He once again had an entertaining demonstration of techniques to save lives. In addition, he brought lots
of goodies from the fire department that he handed out to our
members. We are grateful that he
accepted our invitation for a return speaking engagement.
We’d like to
thank Sam Hesselberg, Lois Knaack, Jane Michnik, Vera Miller, Renard Narcaroti
and Helen Schneider for bringing bakery goods for our hospitality table. The lucky winner of the 50/50 was Mario
Pardo, and the consolation prize went to Gail Olsen. See you again in
Spring ... it’s finally here. Remember: March is Colorectal Cancer Awareness Month.
President’s Message:
Many of you may already know that a recent
20/20 featured a Barbara Walter's interview with Meredith Viera, one of
the hosts of the ABC show The View. Meredith discussed her
husband's battle with MS and subsequent colon cancer surgeries resulting in an
ileostomy. While Barbara Walters used
the expression "wearing a bag"—which we find offensive—we are just
happy to have heard the word ileostomy used on the show.
For some
time, UOA has been trying to interest 20/20 in doing a show about
ostomy surgery as a life-saving procedure.

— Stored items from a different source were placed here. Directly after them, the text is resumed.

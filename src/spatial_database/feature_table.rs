use std::{io, path::Path};

use itertools::Itertools;
use nalgebra::Point2;
use ordered_float::OrderedFloat;

use super::{normalized, PointDataset, Sample};
use crate::error::{Result, VariogramError};

/// Lower-case, trimmed, spaces to underscores, parentheses stripped.
pub fn normalize_column_name(name: &str) -> String {
    name.trim()
        .to_lowercase()
        .replace(' ', "_")
        .replace(['(', ')'], "")
}

/// Sample coordinates plus any number of named feature columns.
///
/// Every transform returns a new table, the receiver is never modified.
#[derive(Debug, Clone, PartialEq)]
pub struct FeatureTable {
    points: Vec<Point2<f64>>,
    columns: Vec<String>,
    values: Vec<Vec<f64>>,
}

impl FeatureTable {
    pub fn new(points: Vec<Point2<f64>>, columns: Vec<(String, Vec<f64>)>) -> Result<Self> {
        let mut table = Self {
            points,
            columns: Vec::with_capacity(columns.len()),
            values: Vec::with_capacity(columns.len()),
        };
        for (name, values) in columns {
            table.push_column(name, values)?;
        }
        Ok(table)
    }

    pub fn from_csv_path(
        csv_path: impl AsRef<Path>,
        x_col: &str,
        y_col: &str,
        feature_cols: &[&str],
    ) -> Result<Self> {
        let file = std::fs::File::open(csv_path)?;
        Self::from_csv_reader(file, x_col, y_col, feature_cols)
    }

    /// Reads coordinates and feature columns from CSV, header names are matched
    /// after [`normalize_column_name`]. Empty cells become NaN.
    pub fn from_csv_reader<R: io::Read>(
        reader: R,
        x_col: &str,
        y_col: &str,
        feature_cols: &[&str],
    ) -> Result<Self> {
        let mut rdr = csv::Reader::from_reader(reader);
        let headers = rdr
            .headers()?
            .iter()
            .map(normalize_column_name)
            .collect::<Vec<_>>();

        let position = |name: &str| {
            let name = normalize_column_name(name);
            headers
                .iter()
                .position(|h| *h == name)
                .map(|i| (name.clone(), i))
                .ok_or(VariogramError::UnknownColumn(name))
        };

        let (x_name, x_idx) = position(x_col)?;
        let (y_name, y_idx) = position(y_col)?;
        let features = feature_cols
            .iter()
            .map(|c| position(*c))
            .collect::<Result<Vec<_>>>()?;

        let mut points = Vec::new();
        let mut values = vec![Vec::new(); features.len()];

        for record in rdr.records() {
            let record = record?;
            let cell = |name: &str, i: usize| parse_cell(name, record.get(i).unwrap_or(""));

            points.push(Point2::new(cell(&x_name, x_idx)?, cell(&y_name, y_idx)?));
            for ((name, i), column) in features.iter().zip(values.iter_mut()) {
                column.push(cell(name, *i)?);
            }
        }

        Self::new(
            points,
            features.into_iter().map(|(name, _)| name).zip(values).collect(),
        )
    }

    pub fn len(&self) -> usize {
        self.points.len()
    }

    pub fn is_empty(&self) -> bool {
        self.points.is_empty()
    }

    pub fn points(&self) -> &[Point2<f64>] {
        &self.points
    }

    pub fn columns(&self) -> &[String] {
        &self.columns
    }

    pub fn column(&self, name: &str) -> Result<&[f64]> {
        let name = normalize_column_name(name);
        self.columns
            .iter()
            .position(|c| *c == name)
            .map(|i| self.values[i].as_slice())
            .ok_or(VariogramError::UnknownColumn(name))
    }

    /// Shifts the coordinates so the minimum of each axis is zero.
    pub fn shifted_to_origin(&self) -> Self {
        let axis_min = |axis: fn(&Point2<f64>) -> f64| {
            self.points
                .iter()
                .map(axis)
                .filter(|v| v.is_finite())
                .map(OrderedFloat)
                .min()
                .map_or(0.0, |v| v.0)
        };
        let min_x = axis_min(|p| p.x);
        let min_y = axis_min(|p| p.y);

        Self {
            points: self
                .points
                .iter()
                .map(|p| Point2::new(p.x - min_x, p.y - min_y))
                .collect(),
            columns: self.columns.clone(),
            values: self.values.clone(),
        }
    }

    /// Appends `z_<col>` standard scores for each requested column.
    pub fn with_z_scores(&self, cols: &[&str]) -> Result<Self> {
        self.with_transformed("z_", cols, |data| {
            let transform = normalized::ZScoreTransform::from(data);
            data.iter().map(|v| transform.transform(*v)).collect()
        })
    }

    /// Appends `n_<col>` normal scores for each requested column.
    pub fn with_normal_scores(&self, cols: &[&str]) -> Result<Self> {
        self.with_transformed("n_", cols, normalized::normal_scores)
    }

    /// Selects one column as the value of a [`PointDataset`].
    pub fn dataset(&self, col: &str) -> Result<PointDataset> {
        let values = self.column(col)?;
        let samples = self
            .points
            .iter()
            .zip(values)
            .enumerate()
            .map(|(id, (p, v))| Sample::new(id, p.x, p.y, *v))
            .collect();
        Ok(PointDataset::new(normalize_column_name(col), samples))
    }

    // Rows missing any of `cols` are left out of the fit and receive NaN.
    fn with_transformed<F>(&self, prefix: &str, cols: &[&str], transform: F) -> Result<Self>
    where
        F: Fn(&[f64]) -> Vec<f64>,
    {
        let sources = cols
            .iter()
            .map(|c| self.column(c).map(|v| (normalize_column_name(c), v.to_vec())))
            .collect::<Result<Vec<_>>>()?;

        let complete_rows = (0..self.len())
            .filter(|&row| sources.iter().all(|(_, v)| v[row].is_finite()))
            .collect_vec();

        let mut table = self.clone();
        for (name, source) in sources {
            let fitted = transform(&complete_rows.iter().map(|&r| source[r]).collect_vec());
            let mut column = vec![f64::NAN; self.len()];
            for (&row, value) in complete_rows.iter().zip(fitted) {
                column[row] = value;
            }
            table.push_column(format!("{prefix}{name}"), column)?;
        }
        Ok(table)
    }

    fn push_column(&mut self, name: String, values: Vec<f64>) -> Result<()> {
        let name = normalize_column_name(&name);
        if values.len() != self.points.len() {
            return Err(VariogramError::ColumnLength {
                column: name,
                expected: self.points.len(),
                found: values.len(),
            });
        }
        match self.columns.iter().position(|c| *c == name) {
            Some(i) => self.values[i] = values,
            None => {
                self.columns.push(name);
                self.values.push(values);
            }
        }
        Ok(())
    }
}

fn parse_cell(column: &str, raw: &str) -> Result<f64> {
    let raw = raw.trim();
    if raw.is_empty() {
        return Ok(f64::NAN);
    }
    raw.parse::<f64>().map_err(|_| VariogramError::Parse {
        column: column.to_owned(),
        value: raw.to_owned(),
    })
}
use serde::{Deserialize, Serialize};

use crate::error::{Result, VariogramError};
use crate::geometry::variogram_tolerance::{effective_tolerance_deg, DEFAULT_AZIMUTH_TOLERANCE_DEG};
use crate::variography::lags::DEFAULT_EPSILON;

/// Options shared by the omni, directional and map computations.
///
/// `None` means the value is derived from the data when the engine is built:
/// * `n_lags` - `round(n_rows / 10)`, at least one. Every row counts here,
///   including rows with a missing value that take no part in any lag, so a
///   sparse column gets as many bins as a complete one of the same length.
/// * `max_dist` - larger of the x and y ranges of the samples
/// * `bandwidth_tolerance` - `max_dist / 2`
/// * `lag_tolerance` - half the smallest spacing between bin centers
#[derive(Debug, Clone, PartialEq, Serialize, Deserialize)]
#[serde(default)]
pub struct VariogramConfig {
    pub n_lags: Option<usize>,
    pub azimuth_tolerance_deg: f64,
    pub bandwidth_tolerance: Option<f64>,
    pub lag_tolerance: Option<f64>,
    pub max_dist: Option<f64>,
    pub standardize_sill: bool,
    pub min_points: usize,
    pub epsilon: f64,
}

impl Default for VariogramConfig {
    fn default() -> Self {
        Self {
            n_lags: None,
            azimuth_tolerance_deg: DEFAULT_AZIMUTH_TOLERANCE_DEG,
            bandwidth_tolerance: None,
            lag_tolerance: None,
            max_dist: None,
            standardize_sill: false,
            min_points: 0,
            epsilon: DEFAULT_EPSILON,
        }
    }
}

impl VariogramConfig {
    pub fn with_n_lags(mut self, n_lags: usize) -> Self {
        self.n_lags = Some(n_lags);
        self
    }

    pub fn with_azimuth_tolerance_deg(mut self, tolerance: f64) -> Self {
        self.azimuth_tolerance_deg = tolerance;
        self
    }

    pub fn with_bandwidth_tolerance(mut self, tolerance: f64) -> Self {
        self.bandwidth_tolerance = Some(tolerance);
        self
    }

    pub fn with_lag_tolerance(mut self, tolerance: f64) -> Self {
        self.lag_tolerance = Some(tolerance);
        self
    }

    pub fn with_max_dist(mut self, max_dist: f64) -> Self {
        self.max_dist = Some(max_dist);
        self
    }

    pub fn with_standardized_sill(mut self, standardize: bool) -> Self {
        self.standardize_sill = standardize;
        self
    }

    pub fn with_min_points(mut self, min_points: usize) -> Self {
        self.min_points = min_points;
        self
    }

    pub fn with_epsilon(mut self, epsilon: f64) -> Self {
        self.epsilon = epsilon;
        self
    }

    /// Rejects values no computation can use. A non-positive azimuth
    /// tolerance is not an error, it falls back to 45 degrees.
    pub fn validate(&self) -> Result<()> {
        if self.n_lags == Some(0) {
            return Err(VariogramError::InvalidParameter {
                name: "n_lags",
                value: 0.0,
            });
        }
        if !self.azimuth_tolerance_deg.is_finite() {
            return Err(VariogramError::InvalidParameter {
                name: "azimuth_tolerance_deg",
                value: self.azimuth_tolerance_deg,
            });
        }
        check_positive("bandwidth_tolerance", self.bandwidth_tolerance)?;
        check_positive("lag_tolerance", self.lag_tolerance)?;
        check_positive("max_dist", self.max_dist)?;
        if !(self.epsilon.is_finite() && self.epsilon >= 0.0) {
            return Err(VariogramError::InvalidParameter {
                name: "epsilon",
                value: self.epsilon,
            });
        }
        Ok(())
    }

    pub fn effective_azimuth_tolerance_deg(&self) -> f64 {
        effective_tolerance_deg(self.azimuth_tolerance_deg)
    }
}

/// `round(n_samples / 10)` with ties to even, never below one.
pub fn default_n_lags(n_samples: usize) -> usize {
    ((n_samples as f64 / 10.0).round_ties_even() as usize).max(1)
}

fn check_positive(name: &'static str, value: Option<f64>) -> Result<()> {
    match value {
        Some(v) if !(v.is_finite() && v > 0.0) => {
            Err(VariogramError::InvalidParameter { name, value: v })
        }
        _ => Ok(()),
    }
}
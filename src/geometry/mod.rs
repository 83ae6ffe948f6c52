use std::f64::consts::PI;

use crate::variography::lags::{LagPair, LagSet};

pub mod variogram_tolerance;

/// A region of lag space that accepts or rejects individual lags.
pub trait LagTolerance {
    fn contains(&self, lag: &LagPair) -> bool;

    /// Fresh set holding only the accepted lags.
    fn filter(&self, lags: &LagSet) -> LagSet {
        lags.filtered(|lag| self.contains(lag))
    }
}

/// Compass azimuth (degrees clockwise from north) to the mathematical angle in
/// radians (counterclockwise from east).
pub fn compass_to_math_rad(azimuth_deg: f64) -> f64 {
    (90.0 - azimuth_deg) * PI / 180.0
}
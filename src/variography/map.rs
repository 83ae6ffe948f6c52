use itertools::Itertools;
use ndarray::Array2;
use rayon::prelude::*;
use serde::Serialize;

use crate::variography::binning::{interior_linspace, semivariance};
use crate::variography::lags::LagSet;

/// Cell half widths are inflated by this factor so spacing jitter leaves no gap
/// between neighbouring cells.
pub const MAP_TOLERANCE_INFLATION: f64 = 1.02;

#[derive(Debug, Clone, Copy, PartialEq, Serialize)]
pub struct VariogramMapCell {
    pub x_lag: f64,
    pub y_lag: f64,
    pub semivariance: f64,
    pub n_pairs: usize,
}

/// Semivariance and pair counts over signed `(dx, dy)` offsets.
///
/// Grids are indexed `[x_index, y_index]`.
#[derive(Debug, Clone, PartialEq)]
pub struct VariogramMap {
    x_lags: Vec<f64>,
    y_lags: Vec<f64>,
    x_tolerance: f64,
    y_tolerance: f64,
    semivariance: Array2<f64>,
    n_pairs: Array2<usize>,
    min_points: usize,
}

impl VariogramMap {
    pub fn x_lags(&self) -> &[f64] {
        &self.x_lags
    }

    pub fn y_lags(&self) -> &[f64] {
        &self.y_lags
    }

    pub fn tolerances(&self) -> (f64, f64) {
        (self.x_tolerance, self.y_tolerance)
    }

    pub fn semivariance(&self) -> &Array2<f64> {
        &self.semivariance
    }

    pub fn n_pairs(&self) -> &Array2<usize> {
        &self.n_pairs
    }

    pub fn min_points(&self) -> usize {
        self.min_points
    }

    /// The cell at `[ix, iy]`, or `None` when either index is off the grid.
    pub fn cell(&self, ix: usize, iy: usize) -> Option<VariogramMapCell> {
        Some(VariogramMapCell {
            x_lag: *self.x_lags.get(ix)?,
            y_lag: *self.y_lags.get(iy)?,
            semivariance: *self.semivariance.get([ix, iy])?,
            n_pairs: *self.n_pairs.get([ix, iy])?,
        })
    }

    /// Reported cells, x-major, without those below `min_points` pairs.
    pub fn cells(&self) -> impl Iterator<Item = VariogramMapCell> + '_ {
        (0..self.x_lags.len())
            .cartesian_product(0..self.y_lags.len())
            .filter_map(|(ix, iy)| self.cell(ix, iy))
            .filter(|cell| cell.n_pairs >= self.min_points)
    }

    pub fn with_min_points(self, min_points: usize) -> Self {
        Self { min_points, ..self }
    }

    pub fn standardized(mut self, sill: f64) -> Self {
        self.semivariance.mapv_inplace(|v| v / sill);
        self
    }
}

/// Bins signed lag offsets onto an `n_lags` x `n_lags` grid.
#[derive(Debug, Clone, Copy, PartialEq)]
pub struct MapBinner {
    n_lags: usize,
}

impl MapBinner {
    pub fn new(n_lags: usize) -> Self {
        Self { n_lags }
    }

    /// Axis values and inflated half width; an empty set spans `[-max_dist, max_dist]`.
    fn axis(&self, range: Option<(f64, f64)>, max_dist: f64) -> (Vec<f64>, f64) {
        let (min, max) = range.unwrap_or((-max_dist, max_dist));
        let (values, step) = interior_linspace(min, max, self.n_lags);
        let mean_spacing = if values.len() > 1 {
            (values[values.len() - 1] - values[0]) / (values.len() - 1) as f64
        } else {
            step
        };
        (values, mean_spacing / 2.0 * MAP_TOLERANCE_INFLATION)
    }

    pub fn bin(&self, lags: &LagSet, max_dist: f64) -> VariogramMap {
        let (x_lags, x_tolerance) = self.axis(lags.dx_range(), max_dist);
        let (y_lags, y_tolerance) = self.axis(lags.dy_range(), max_dist);

        let rows = x_lags
            .par_iter()
            .map(|&x| {
                let in_column = lags
                    .iter()
                    .filter(|lag| (lag.dx - x).abs() <= x_tolerance)
                    .collect_vec();
                y_lags
                    .iter()
                    .map(|&y| {
                        semivariance(
                            in_column
                                .iter()
                                .copied()
                                .filter(|lag| (lag.dy - y).abs() <= y_tolerance),
                        )
                    })
                    .collect_vec()
            })
            .collect::<Vec<_>>();

        let shape = (x_lags.len(), y_lags.len());
        let mut semivariance_grid = Array2::from_elem(shape, f64::NAN);
        let mut n_pairs_grid = Array2::zeros(shape);
        for (ix, row) in rows.into_iter().enumerate() {
            for (iy, (value, count)) in row.into_iter().enumerate() {
                semivariance_grid[[ix, iy]] = value;
                n_pairs_grid[[ix, iy]] = count;
            }
        }

        VariogramMap {
            x_lags,
            y_lags,
            x_tolerance,
            y_tolerance,
            semivariance: semivariance_grid,
            n_pairs: n_pairs_grid,
            min_points: 0,
        }
    }
}
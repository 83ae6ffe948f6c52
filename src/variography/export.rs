use std::io;

use crate::error::Result;
use crate::variography::binning::{DirectionalVariogram, VariogramBin};
use crate::variography::map::VariogramMap;

/// Writes `lag_bin,semivariance,n_pairs` rows.
pub fn write_omni<W: io::Write>(writer: W, bins: &[VariogramBin]) -> Result<()> {
    let mut wtr = csv::Writer::from_writer(writer);
    for bin in bins {
        wtr.serialize(bin)?;
    }
    wtr.flush()?;
    Ok(())
}

/// Writes `azimuth,lag_bin,semivariance,n_pairs` rows, azimuths in the order given.
pub fn write_directional<W: io::Write>(
    writer: W,
    variograms: &[DirectionalVariogram],
) -> Result<()> {
    let mut wtr = csv::Writer::from_writer(writer);
    for row in variograms.iter().flat_map(|v| v.rows()) {
        wtr.serialize(row)?;
    }
    wtr.flush()?;
    Ok(())
}

/// Writes the reported map cells as `x_lag,y_lag,semivariance,n_pairs` rows.
pub fn write_map<W: io::Write>(writer: W, map: &VariogramMap) -> Result<()> {
    let mut wtr = csv::Writer::from_writer(writer);
    for cell in map.cells() {
        wtr.serialize(cell)?;
    }
    wtr.flush()?;
    Ok(())
}

#[cfg(test)]
mod test {
    use nalgebra::Point2;

    use super::*;
    use crate::spatial_database::PointDataset;
    use crate::variography::{config::VariogramConfig, engine::VariogramEngine};

    fn engine() -> VariogramEngine {
        let dataset = PointDataset::from_points(
            "p21",
            &[
                Point2::new(0.0, 0.0),
                Point2::new(2.0, 0.0),
                Point2::new(0.0, 3.0),
                Point2::new(2.0, 3.0),
                Point2::new(1.0, 1.0),
            ],
            &[0.2, 0.4, 0.1, 0.9, 0.5],
        )
        .unwrap();
        VariogramEngine::new(&dataset, VariogramConfig::default().with_n_lags(3)).unwrap()
    }

    fn lines(buf: Vec<u8>) -> Vec<String> {
        String::from_utf8(buf)
            .unwrap()
            .lines()
            .map(str::to_owned)
            .collect()
    }

    #[test]
    fn omni_table() {
        let mut buf = Vec::new();
        write_omni(&mut buf, &engine().omni()).unwrap();
        let lines = lines(buf);
        assert_eq!(lines[0], "lag_bin,semivariance,n_pairs");
        assert_eq!(lines.len(), 4);
    }

    #[test]
    fn directional_rows_accumulate() {
        let engine = engine();
        let sweep = engine.azimuthal_sweep(&[0.0, 90.0]).unwrap();
        let mut buf = Vec::new();
        write_directional(&mut buf, &sweep).unwrap();
        let lines = lines(buf);
        assert_eq!(lines[0], "azimuth,lag_bin,semivariance,n_pairs");
        assert_eq!(lines.len(), 1 + 2 * 3);
        assert!(lines[1].starts_with("0.0,"));
        assert!(lines[4].starts_with("90.0,"));
    }

    #[test]
    fn map_table_writes_nan_cells() {
        // a cross of five points: no lag has dx = dy = 0, so the origin cell is empty
        let dataset = PointDataset::from_points(
            "p21",
            &[
                Point2::new(0.0, 1.0),
                Point2::new(1.0, 1.0),
                Point2::new(2.0, 1.0),
                Point2::new(1.0, 2.0),
                Point2::new(1.0, 0.0),
            ],
            &[0.0, 1.0, 2.0, 5.0, 3.0],
        )
        .unwrap();
        let engine =
            VariogramEngine::new(&dataset, VariogramConfig::default().with_n_lags(3)).unwrap();
        let map = engine.map();
        assert_eq!(map.x_lags(), [-1.0, 0.0, 1.0]);
        assert_eq!(map.y_lags(), [-1.0, 0.0, 1.0]);

        let mut buf = Vec::new();
        write_map(&mut buf, &map).unwrap();
        let lines = lines(buf);
        assert_eq!(lines[0], "x_lag,y_lag,semivariance,n_pairs");
        assert_eq!(lines.len(), 1 + 9);
        // x-major order puts (0, 0) in the middle of the grid
        assert_eq!(lines[5], "0.0,0.0,NaN,0");
    }
}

It seems even more appropriate now since the topic was
introduced in this recent interview.
We would also be thrilled to have Meredith Viera's show do a program on
ostomy surgery since it has affected her own life. But we need your voices to tell ABC that
ostomy topics must be discussed in a positive fashion on television.
Would you
send an e-mail to either Barbara Walters or Meredith Viera? Click
on: http://abc.go.com/daytime/theview/index.html
. On the upper left of the screen you
will see a choice to E-mail Barbara or E-mail Meredith. Select
one or both and offer your opinion.
You may wish to tell them a little about
your ostomy story. You may want to lend
support to the idea that it is time for television to talk about a topic that is not often discussed in public but should be. You will know what to say, I'm
sure.
Maybe together, we can convince the
network that it's time to discuss “the ostomy” because
we are leading productive lives as a result of our surgery. We also want to let people with ostomies to
know that UOA is here to help.
Jane Michnik
Friends of Ostomates Worldwide
Excerpted in part from the FOW newsletter
Sometimes I
wonder why all of us who are involved with FOW sacrifice so much personal time,
energy and money to help some sick person totally unknown to us? While watching our FOW video recently, I
remembered a story told by a Catholic nun at a shelter for homeless children, I think it says it
well:
On the street I saw a small girl
cold and shivering in a thin dress,
With little hope of a decent meal.
I became angry and said to God:
“God, Why did You permit this?
Why don’t You do something about
it?”
For a while God said nothing.
That night he whispered to me, I certainly did
do something about it
I made you.
It is greatly
appreciated if you are one of the “you’s” who has been
supporting FOW either by donating supplies, funds or talent.
Fred Moore
Our world
headquarters is located in Glenview, and is run
entirely by volunteers. Mike Cherry has
organized a group of Hollister, Inc. employees who come once a month on a
Saturday morning. This month they’ll be here on the 20th. Mario Pardo volunteers here Monday, Wednesday
and Friday from 9 a.m. until noon. Joan Loyd covers Thursdays and Marilyn
Mau Tuesdays. If you could invest your talent one day a month helping us during
one of these days, please call Joan at 847-724-8002.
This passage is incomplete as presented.